Keindahan dua lagu ini juga mempersiapkan kita untuk mencerna lagi sosok Binu dalam The Wonderful Widow of Eighteen Springs, karya meditatif John Cage yang terinspirasikan oleh novel James Joyce yang terkenal, The Finnegans Wake. Diiringi oleh ketukan Ananda Sukarlan pada empat titik tertentu piano yang tertutup, Binu, yang terbalut dalam sinar biru keperakan, menyanyi bak tersihir. Tersihir oleh kekuatan lirik James Joyce, seorang logofil legendaris, oleh kekuatan rintihan seorang eksperimentalis (John Cage), atau mungkin juga oleh kekuatan suaranya sendiri, yang dapat mengalun dalam melodi tiga-nada tanpa vibrato, dan masih mampu menggetarkan kalbu. Apa pun yang menyihir Binu dan menyihir kita pada saat itu, John Cage berbicara mengenai kesedihan dan kesunyian Irlandia. Dampak alam pada jiwa juga mengalir deras dalam lagu-lagu Charles Ives yang dilantunkan dengan penuh perasaan oleh Aning Katamsi. Terkesan bahwa komponis yang sering dibanding-bandingkan dengan Gustav Mahler ini melihat kehidupan sebagai sesuatu yang kelabu: dalam empat lagunya, ia berbicara mengenai masa kecil, penderitaan, kematian, dan kehidupan eternal—hal-hal yang semuanya bertolak belakang tapi terjalin dalam sebuah alur yang sama-sama gelap, berat, dan melankolis. Hampir semua lagunya menggunakan analogi alam, yang dilihatnya sebagai sumber, pengayom, sekaligus perusak kehidupan. Jika dimensi inilah yang menyebabkan Charles Ives sering disalahartikan oleh khalayak pencinta musik, saya rasa ini adalah murni masalah selera. Dan kunci kedua-duanya, interpretasi dan selera, masih tetap kebebasan.
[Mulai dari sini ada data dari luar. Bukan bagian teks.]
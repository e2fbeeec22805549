//! Error types for folio_app

use folio_config::ConfigError;
use thiserror::Error;

/// Errors that can occur while driving the page
#[derive(Error, Debug)]
pub enum FolioError {
    /// Site configuration could not be loaded or is invalid
    #[error(transparent)]
    Config(#[from] ConfigError),

    /// Filter category is not one of the portfolio's declared categories
    #[error("unknown portfolio category '{0}'")]
    UnknownCategory(String),

    /// Page operation requires `Page::mount` first
    #[error("page is not mounted")]
    NotMounted,

    /// Contact form rejected a submission
    #[error("contact form: {0}")]
    Form(#[from] crate::contact::FormError),
}

/// Result type for folio_app operations
pub type Result<T> = std::result::Result<T, FolioError>;
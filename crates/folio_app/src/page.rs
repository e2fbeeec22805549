//! The page
//!
//! Owns everything with page lifetime: the layout, the mounted element table,
//! the animation scheduler, the velocity skew loop and the section
//! controllers. The host feeds it scroll positions and frame timestamps.
//!
//! ```ignore
//! let mut page = Page::new(SiteConfig::embedded()?, PageOptions::default());
//! page.mount();
//!
//! // on scroll
//! page.scroll_to(window_scroll_y, now);
//! // on animation frame
//! let frame = page.frame(now);
//! ```

use crate::contact::ContactForm;
use crate::error::{FolioError, Result};
use crate::layout::{DocumentLayout, LayoutMetrics};
use crate::sections::{LanguagesMotion, PortfolioMotion, RevealSection, SectionMotion};
use folio_animation::{AnimationScheduler, MotionProperties};
use folio_config::SiteConfig;
use folio_motion::{
    BindingEvent, BindingState, ElementLookup, ItemKey, MountedElements, RebindReport,
    VelocityController, Viewport,
};
use std::time::Duration;

/// Host-side page parameters
#[derive(Clone, Copy, Debug)]
pub struct PageOptions {
    pub viewport_height: f32,
    pub metrics: LayoutMetrics,
}

impl Default for PageOptions {
    fn default() -> Self {
        Self {
            viewport_height: 900.0,
            metrics: LayoutMetrics::default(),
        }
    }
}

/// Result of one animation frame
#[derive(Clone, Copy, Debug, PartialEq)]
pub struct FrameReport {
    /// Skew applied to the page content, in degrees
    pub skew_deg: f32,
    /// Whether any timeline still needs frames
    pub animating: bool,
}

/// Motion state of one bound element
#[derive(Clone, Debug, PartialEq)]
pub struct ElementReport {
    pub section: &'static str,
    pub key: ItemKey,
    pub state: BindingState,
    /// `None` until the entrance has been built
    pub value: Option<MotionProperties>,
}

pub struct Page {
    config: SiteConfig,
    options: PageOptions,
    scheduler: AnimationScheduler,
    layout: DocumentLayout,
    elements: MountedElements,
    velocity: VelocityController,
    skew_deg: f32,
    scroll_y: f32,
    last_frame: Option<Duration>,
    mounted: bool,
    experience: RevealSection,
    languages: LanguagesMotion,
    portfolio: PortfolioMotion,
    contact: RevealSection,
    form: ContactForm,
}

impl Page {
    pub fn new(config: SiteConfig, options: PageOptions) -> Self {
        let scheduler = AnimationScheduler::new();
        let handle = scheduler.handle();

        Self {
            experience: RevealSection::experience(&config, handle.clone()),
            languages: LanguagesMotion::new(&config, handle.clone()),
            portfolio: PortfolioMotion::new(&config, handle.clone()),
            contact: RevealSection::contact(&config, handle),
            velocity: VelocityController::new(config.motion.velocity.to_config()),
            config,
            options,
            scheduler,
            layout: DocumentLayout::default(),
            elements: MountedElements::new(),
            skew_deg: 0.0,
            scroll_y: 0.0,
            last_frame: None,
            mounted: false,
            form: ContactForm::new(),
        }
    }

    /// Lay out the document, bind every section and start the skew loop
    ///
    /// Elements already past their line at scroll 0 reveal on this call.
    pub fn mount(&mut self) -> Vec<BindingEvent> {
        if self.mounted {
            return Vec::new();
        }

        let visible = self.portfolio.visible_for(self.portfolio.active_category());
        self.relayout(&visible);

        let elements = &self.elements;
        let sections: [&mut dyn SectionMotion; 4] = [
            &mut self.experience,
            &mut self.languages,
            &mut self.portfolio,
            &mut self.contact,
        ];
        for section in sections {
            section.mount(elements);
        }
        self.velocity.start();
        self.mounted = true;

        tracing::debug!(
            height = self.layout.total_height(),
            live = self.live_handles(),
            "page mounted"
        );
        self.sync()
    }

    /// Record a scroll position and fire any threshold crossings
    pub fn scroll_to(&mut self, scroll_y: f32, now: Duration) -> Vec<BindingEvent> {
        if !self.mounted {
            return Vec::new();
        }
        self.scroll_y = scroll_y.clamp(0.0, self.max_scroll());
        self.velocity.on_scroll(self.scroll_y, now);
        self.sync()
    }

    /// Advance timelines, the skew loop and the contact form by one frame
    pub fn frame(&mut self, now: Duration) -> FrameReport {
        let dt_ms = self
            .last_frame
            .map(|last| now.saturating_sub(last).as_secs_f32() * 1000.0)
            .unwrap_or(0.0);
        self.last_frame = Some(now);

        let animating = self.scheduler.tick_with(dt_ms);
        self.velocity.frame(now, &mut self.skew_deg);
        if self.form.poll(now) {
            tracing::debug!("contact form reset");
        }

        FrameReport {
            skew_deg: self.skew_deg,
            animating,
        }
    }

    /// Filter the portfolio
    ///
    /// The grid is re-laid out and remounted first, then the collection
    /// disposes the old handles and binds the new set. A shorter document
    /// pulls the scroll position back to its new end.
    pub fn select_category(&mut self, category: &str) -> Result<RebindReport> {
        if !self.mounted {
            return Err(FolioError::NotMounted);
        }
        if !self.portfolio.has_category(category) {
            return Err(FolioError::UnknownCategory(category.to_string()));
        }

        let visible = self.portfolio.visible_for(category);
        self.relayout(&visible);
        self.scroll_y = self.scroll_y.min(self.max_scroll());
        let report = self.portfolio.select_category(category, &self.elements);
        self.sync();
        Ok(report)
    }

    /// Submit the contact form; the confirmation clears on a later `frame`
    pub fn submit_contact(&mut self, now: Duration) -> Result<()> {
        self.form.submit(now)?;
        Ok(())
    }

    /// Dispose every handle and stop the skew loop
    ///
    /// Returns the number of handles that were still live. Safe to call twice.
    pub fn teardown(&mut self) -> usize {
        if !self.mounted {
            return 0;
        }
        let sections: [&mut dyn SectionMotion; 4] = [
            &mut self.experience,
            &mut self.languages,
            &mut self.portfolio,
            &mut self.contact,
        ];
        let disposed: usize = sections.into_iter().map(|section| section.teardown()).sum();
        self.velocity.stop(&mut self.skew_deg);
        self.elements.clear();
        self.mounted = false;

        tracing::debug!(disposed, "page torn down");
        disposed
    }

    fn relayout(&mut self, portfolio: &[ItemKey]) {
        self.layout = DocumentLayout::compute(&self.config, portfolio, self.options.metrics);
        self.layout.mount_into(&mut self.elements);
    }

    /// Furthest the viewport can scroll in the current layout
    fn max_scroll(&self) -> f32 {
        (self.layout.total_height() - self.options.viewport_height).max(0.0)
    }

    fn sync(&mut self) -> Vec<BindingEvent> {
        let viewport = self.viewport();
        let elements = &self.elements;
        let sections: [&mut dyn SectionMotion; 4] = [
            &mut self.experience,
            &mut self.languages,
            &mut self.portfolio,
            &mut self.contact,
        ];
        sections
            .into_iter()
            .flat_map(|section| section.sync(&viewport, elements))
            .collect()
    }

    /// Sections in page order
    pub fn sections(&self) -> [&dyn SectionMotion; 4] {
        [&self.experience, &self.languages, &self.portfolio, &self.contact]
    }

    pub fn viewport(&self) -> Viewport {
        Viewport::new(self.scroll_y, self.options.viewport_height)
    }

    pub fn config(&self) -> &SiteConfig {
        &self.config
    }

    pub fn layout(&self) -> &DocumentLayout {
        &self.layout
    }

    pub fn elements(&self) -> &dyn ElementLookup {
        &self.elements
    }

    pub fn portfolio(&self) -> &PortfolioMotion {
        &self.portfolio
    }

    pub fn form(&self) -> &ContactForm {
        &self.form
    }

    pub fn form_mut(&mut self) -> &mut ContactForm {
        &mut self.form
    }

    pub fn is_mounted(&self) -> bool {
        self.mounted
    }

    pub fn scroll_y(&self) -> f32 {
        self.scroll_y
    }

    pub fn skew_deg(&self) -> f32 {
        self.skew_deg
    }

    pub fn velocity(&self) -> &VelocityController {
        &self.velocity
    }

    pub fn scheduler(&self) -> &AnimationScheduler {
        &self.scheduler
    }

    pub fn live_handles(&self) -> usize {
        self.sections().iter().map(|s| s.live_handles()).sum()
    }

    /// Motion state of every bound element, in page order
    pub fn element_reports(&self) -> Vec<ElementReport> {
        let mut reports = Vec::new();
        for section in self.sections() {
            let registry = section.registry();
            for handle in section.handles() {
                let Some(key) = registry.key(handle) else {
                    continue;
                };
                reports.push(ElementReport {
                    section: section.name(),
                    key: key.clone(),
                    state: registry.state(handle),
                    value: registry.value(handle),
                });
            }
        }
        reports
    }
}

impl Drop for Page {
    fn drop(&mut self) {
        self.teardown();
    }
}
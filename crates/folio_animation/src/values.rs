//! Animatable value types
//!
//! Provides the interpolation trait and the multi-property value that entrance
//! and progress timelines animate.

use std::fmt;

/// Trait for values that can be linearly interpolated
pub trait Interpolate: Clone {
    /// Linearly interpolate between self and other by factor t (0.0 to 1.0)
    fn lerp(&self, other: &Self, t: f32) -> Self;

    /// Check if two values are approximately equal (for settling detection)
    fn approx_eq(&self, other: &Self, epsilon: f32) -> bool;
}

// ============================================================================
// f32 Implementation
// ============================================================================

impl Interpolate for f32 {
    fn lerp(&self, other: &Self, t: f32) -> Self {
        self + (other - self) * t
    }

    fn approx_eq(&self, other: &Self, epsilon: f32) -> bool {
        (self - other).abs() < epsilon
    }
}

impl Interpolate for Option<f32> {
    /// Missing endpoints hold the other side's value
    fn lerp(&self, other: &Self, t: f32) -> Self {
        match (self, other) {
            (Some(a), Some(b)) => Some(a.lerp(b, t)),
            (Some(a), None) => Some(*a),
            (None, Some(b)) => Some(*b),
            (None, None) => None,
        }
    }

    fn approx_eq(&self, other: &Self, epsilon: f32) -> bool {
        match (self, other) {
            (Some(a), Some(b)) => Interpolate::approx_eq(a, b, epsilon),
            (None, None) => true,
            _ => false,
        }
    }
}

// ============================================================================
// Multi-property motion value
// ============================================================================

/// Visual properties of one element at one instant
///
/// Unset properties are left untouched by the renderer. Width is a percentage
/// of the parent track (progress bars); rotation is around the Y axis in degrees.
#[derive(Clone, Copy, Debug, Default, PartialEq)]
pub struct MotionProperties {
    pub translate_x: Option<f32>,
    pub translate_y: Option<f32>,
    pub opacity: Option<f32>,
    pub scale: Option<f32>,
    pub rotate_y: Option<f32>,
    pub width_percent: Option<f32>,
}

impl MotionProperties {
    /// Empty property set
    pub fn new() -> Self {
        Self::default()
    }

    /// Resting state of an entrance: no offset, fully opaque, unscaled, unrotated
    pub fn neutral() -> Self {
        Self {
            translate_x: Some(0.0),
            translate_y: Some(0.0),
            opacity: Some(1.0),
            scale: Some(1.0),
            rotate_y: Some(0.0),
            width_percent: None,
        }
    }

    pub fn translate_x(mut self, x: f32) -> Self {
        self.translate_x = Some(x);
        self
    }

    pub fn translate_y(mut self, y: f32) -> Self {
        self.translate_y = Some(y);
        self
    }

    pub fn opacity(mut self, opacity: f32) -> Self {
        self.opacity = Some(opacity);
        self
    }

    pub fn scale(mut self, scale: f32) -> Self {
        self.scale = Some(scale);
        self
    }

    pub fn rotate_y(mut self, degrees: f32) -> Self {
        self.rotate_y = Some(degrees);
        self
    }

    pub fn width_percent(mut self, percent: f32) -> Self {
        self.width_percent = Some(percent);
        self
    }
}

impl Interpolate for MotionProperties {
    fn lerp(&self, other: &Self, t: f32) -> Self {
        Self {
            translate_x: self.translate_x.lerp(&other.translate_x, t),
            translate_y: self.translate_y.lerp(&other.translate_y, t),
            opacity: self.opacity.lerp(&other.opacity, t),
            scale: self.scale.lerp(&other.scale, t),
            rotate_y: self.rotate_y.lerp(&other.rotate_y, t),
            width_percent: self.width_percent.lerp(&other.width_percent, t),
        }
    }

    fn approx_eq(&self, other: &Self, epsilon: f32) -> bool {
        self.translate_x.approx_eq(&other.translate_x, epsilon)
            && self.translate_y.approx_eq(&other.translate_y, epsilon)
            && self.opacity.approx_eq(&other.opacity, epsilon)
            && self.scale.approx_eq(&other.scale, epsilon)
            && self.rotate_y.approx_eq(&other.rotate_y, epsilon)
            && self.width_percent.approx_eq(&other.width_percent, epsilon)
    }
}

/// CSS-like rendering, e.g. `translate(0px, 80px) scale(0.90) opacity(0.00)`
impl fmt::Display for MotionProperties {
    fn fmt(&self, f: &mut fmt::Formatter<'_>) -> fmt::Result {
        let mut parts = Vec::new();
        if self.translate_x.is_some() || self.translate_y.is_some() {
            parts.push(format!(
                "translate({:.1}px, {:.1}px)",
                self.translate_x.unwrap_or(0.0),
                self.translate_y.unwrap_or(0.0)
            ));
        }
        if let Some(scale) = self.scale {
            parts.push(format!("scale({scale:.2})"));
        }
        if let Some(rotate) = self.rotate_y {
            parts.push(format!("rotateY({rotate:.1}deg)"));
        }
        if let Some(opacity) = self.opacity {
            parts.push(format!("opacity({opacity:.2})"));
        }
        if let Some(width) = self.width_percent {
            parts.push(format!("width({width:.1}%)"));
        }

        if parts.is_empty() {
            f.write_str("none")
        } else {
            f.write_str(&parts.join(" "))
        }
    }
}

#[cfg(test)]
mod tests {
    use super::*;

    #[test]
    fn test_float_interpolation() {
        assert!((0.0_f32.lerp(&1.0, 0.5) - 0.5).abs() < 1e-6);
        assert!((10.0_f32.lerp(&20.0, 0.25) - 12.5).abs() < 1e-6);
    }

    #[test]
    fn test_motion_properties_interpolation() {
        let from = MotionProperties::new()
            .translate_y(80.0)
            .opacity(0.0)
            .scale(0.9);
        let to = MotionProperties::new()
            .translate_y(0.0)
            .opacity(1.0)
            .scale(1.0);

        let mid = from.lerp(&to, 0.5);
        assert!((mid.translate_y.unwrap() - 40.0).abs() < 1e-5);
        assert!((mid.opacity.unwrap() - 0.5).abs() < 1e-5);
        assert!((mid.scale.unwrap() - 0.95).abs() < 1e-5);

        // Untouched properties stay unset
        assert_eq!(mid.translate_x, None);
        assert_eq!(mid.rotate_y, None);
    }

    #[test]
    fn test_display() {
        let props = MotionProperties::new().translate_y(80.0).opacity(0.0);
        assert_eq!(props.to_string(), "translate(0.0px, 80.0px) opacity(0.00)");
        assert_eq!(MotionProperties::new().to_string(), "none");
    }
}
//! Document layout
//!
//! Fixed block layout standing in for the renderer: sections stack
//! vertically, cards stack inside their section, the portfolio is a grid.
//! Nothing here is responsive; every size comes from `LayoutMetrics`.

use folio_config::SiteConfig;
use folio_motion::{ElementBounds, ItemKey, MountedElements};

/// Fixed sizes, in pixels
#[derive(Clone, Copy, Debug, PartialEq)]
pub struct LayoutMetrics {
    /// Height of a section with no bound motion (hero, about, palette, ...)
    pub static_section: f32,
    /// Vertical padding above and below each section's content
    pub section_padding: f32,
    /// Label plus heading block
    pub heading: f32,
    pub experience_card: f32,
    pub language_card: f32,
    pub language_columns: usize,
    /// Offset of the progress track from the top of its card
    pub progress_offset: f32,
    pub progress_height: f32,
    /// Category filter buttons above the grid
    pub filter_bar: f32,
    pub portfolio_columns: usize,
    pub portfolio_tile: f32,
    pub contact_element: f32,
    pub gap: f32,
}

impl Default for LayoutMetrics {
    fn default() -> Self {
        Self {
            static_section: 900.0,
            section_padding: 96.0,
            heading: 160.0,
            experience_card: 320.0,
            language_card: 220.0,
            language_columns: 2,
            progress_offset: 170.0,
            progress_height: 8.0,
            filter_bar: 80.0,
            portfolio_columns: 3,
            portfolio_tile: 360.0,
            contact_element: 320.0,
            gap: 32.0,
        }
    }
}

/// Vertical extent of one section
#[derive(Clone, Debug, PartialEq)]
pub struct SectionBlock {
    pub name: &'static str,
    pub top: f32,
    pub height: f32,
}

/// Positions of every section and bound element
#[derive(Clone, Debug, Default)]
pub struct DocumentLayout {
    sections: Vec<SectionBlock>,
    elements: Vec<(ItemKey, ElementBounds)>,
}

struct Cursor<'a> {
    layout: &'a mut DocumentLayout,
    metrics: LayoutMetrics,
    y: f32,
}

impl Cursor<'_> {
    fn spacer(&mut self, name: &'static str, height: f32) {
        self.layout.sections.push(SectionBlock {
            name,
            top: self.y,
            height,
        });
        self.y += height;
    }

    /// Lay out a section whose body is `rows` rows of `row_height`
    fn section(&mut self, name: &'static str, extra: f32, rows: usize, row_height: f32) -> f32 {
        let m = self.metrics;
        let body_top = self.y + m.section_padding + m.heading + extra;
        let body = rows as f32 * (row_height + m.gap);
        let height = m.section_padding * 2.0 + m.heading + extra + body;
        self.spacer(name, height);
        body_top
    }

    fn place(&mut self, key: ItemKey, top: f32, height: f32) {
        self.layout.elements.push((key, ElementBounds::new(top, height)));
    }
}

fn rows_for(count: usize, columns: usize) -> usize {
    count.div_ceil(columns.max(1))
}

impl DocumentLayout {
    /// Lay out the page with `portfolio` as the visible grid
    pub fn compute(config: &SiteConfig, portfolio: &[ItemKey], metrics: LayoutMetrics) -> Self {
        let mut layout = Self::default();
        let mut cursor = Cursor {
            layout: &mut layout,
            metrics,
            y: 0.0,
        };
        let row = |height: f32| height + metrics.gap;

        cursor.spacer("hero", metrics.static_section);
        cursor.spacer("about", metrics.static_section);

        let entries = &config.experience.entries;
        let top = cursor.section("experience", 0.0, entries.len(), metrics.experience_card);
        for (i, entry) in entries.iter().enumerate() {
            let card_top = top + i as f32 * row(metrics.experience_card);
            cursor.place(entry.key(), card_top, metrics.experience_card);
        }

        cursor.spacer("palette", metrics.static_section);

        let languages = &config.languages.languages;
        let columns = metrics.language_columns.max(1);
        let rows = rows_for(languages.len(), columns);
        let top = cursor.section("languages", 0.0, rows, metrics.language_card);
        for (i, language) in languages.iter().enumerate() {
            let card_top = top + (i / columns) as f32 * row(metrics.language_card);
            cursor.place(language.card_key(), card_top, metrics.language_card);
            cursor.place(
                language.bar_key(),
                card_top + metrics.progress_offset,
                metrics.progress_height,
            );
        }

        cursor.spacer("finale", metrics.static_section);

        let columns = metrics.portfolio_columns.max(1);
        let rows = rows_for(portfolio.len(), columns);
        let top = cursor.section("portfolio", metrics.filter_bar, rows, metrics.portfolio_tile);
        for (i, key) in portfolio.iter().enumerate() {
            let tile_top = top + (i / columns) as f32 * row(metrics.portfolio_tile);
            cursor.place(key.clone(), tile_top, metrics.portfolio_tile);
        }

        let contact = config.contact.element_keys();
        let top = cursor.section("contact", 0.0, contact.len(), metrics.contact_element);
        for (i, key) in contact.into_iter().enumerate() {
            let block_top = top + i as f32 * row(metrics.contact_element);
            cursor.place(key, block_top, metrics.contact_element);
        }

        cursor.spacer("footer", metrics.static_section / 2.0);

        layout
    }

    pub fn sections(&self) -> &[SectionBlock] {
        &self.sections
    }

    pub fn section(&self, name: &str) -> Option<&SectionBlock> {
        self.sections.iter().find(|s| s.name == name)
    }

    pub fn total_height(&self) -> f32 {
        self.sections.last().map(|s| s.top + s.height).unwrap_or(0.0)
    }

    pub fn bounds(&self, key: &ItemKey) -> Option<ElementBounds> {
        self.elements
            .iter()
            .find(|(k, _)| k == key)
            .map(|(_, bounds)| *bounds)
    }

    /// Replace the mounted set with this layout's elements
    pub fn mount_into(&self, mounted: &mut MountedElements) {
        mounted.clear();
        for (key, bounds) in &self.elements {
            mounted.mount(key.clone(), *bounds);
        }
    }
}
Maka, apabila persembahan Binu, Aning, dan Ananda malam itu bisa dijadikan sebuah patokan, dan apabila kita sama-sama sepakat bahwa karakter jazzy atau funky juga bisa didapati dalam karya-karya seseorang yang begitu "Inggris" seperti Sir Michael Tippett, jazzy dan funky tidak dapat diatributkan secara eksklusif kepada "musik Amerika", yang notabene tidak mudah didefinisikan. Jadi, tema ini seharusnya ditiadakan saja karena ia menafikan esensi dari "musik Amerika" itu sendiri. Dari segi program, penyajian boleh terkesan tidak terstruktur. Tapi, saya pikir itu merupakan salah satu letak pesona konser ini: menitikkan air mata satu menit, tertawa terkikik-kikik setelahnya; terbuai ke alam masa lalu, untuk kemudian tersentak oleh kejamnya kekinian. Rata-rata lagu-lagu yang ditampilkan pun relatif pendek, hingga tidak terlalu sukar dinyanyikan secara bulat dan utuh. Belum lagi, Binu dan Aning bukan hanya penyanyi soprano yang andal, tapi juga pembawa-pembawa cerita (storytellers) yang terampil dan karismatis. Dan tentunya, menyaksikan Ananda—duta seni kita—menanggalkan mantel solisnya juga merupakan sebuah pengalaman yang menyegarkan, walaupun sering kali "iringannya" seakan "melumat" vokal Binu dan Aning.
Satu-satunya bagian dari konser yang mengingatkan saya pada nuansa Amerika ala Hollywood ataupun "musik Amerika" ala Broadway adalah sajian encore Never-Land, yang diambil dari karya Leonard Bernstein berjudul Peter Pan, yang menyatukan Aning dan Binu dalam sebuah duet penutup yang manis. "Troubles don't exist, no one is a pessimist, everyone's exactly what he wants to be" (Permasalahan tidak eksis, tidak ada seorang pun yang pesimistis, setiap orang menjadi pribadi yang dikehendakinya). Dan sesuai dengan formula Hollywood, kapan lagi memunculkan pesan ini, The Great American Dream, kalau tidak pada penutupan?
Hanya, kalau kita ingin adil, itu pun merupakan bagian tak terpisahkan dari pesona Amerika, yang pada akhirnya selalu mengembalikan pengharapan (hope) kepada rakyat jelata (the common man). Sengaja atau tidak, di sinilah letak tribut konser ini kepada Aaron Copland: setiap lagu yang ditampilkan merupakan manifestasi kecil dari mahakaryanya yang terkenal, Fanfare of the Common Man (fanfare rakyat jelata).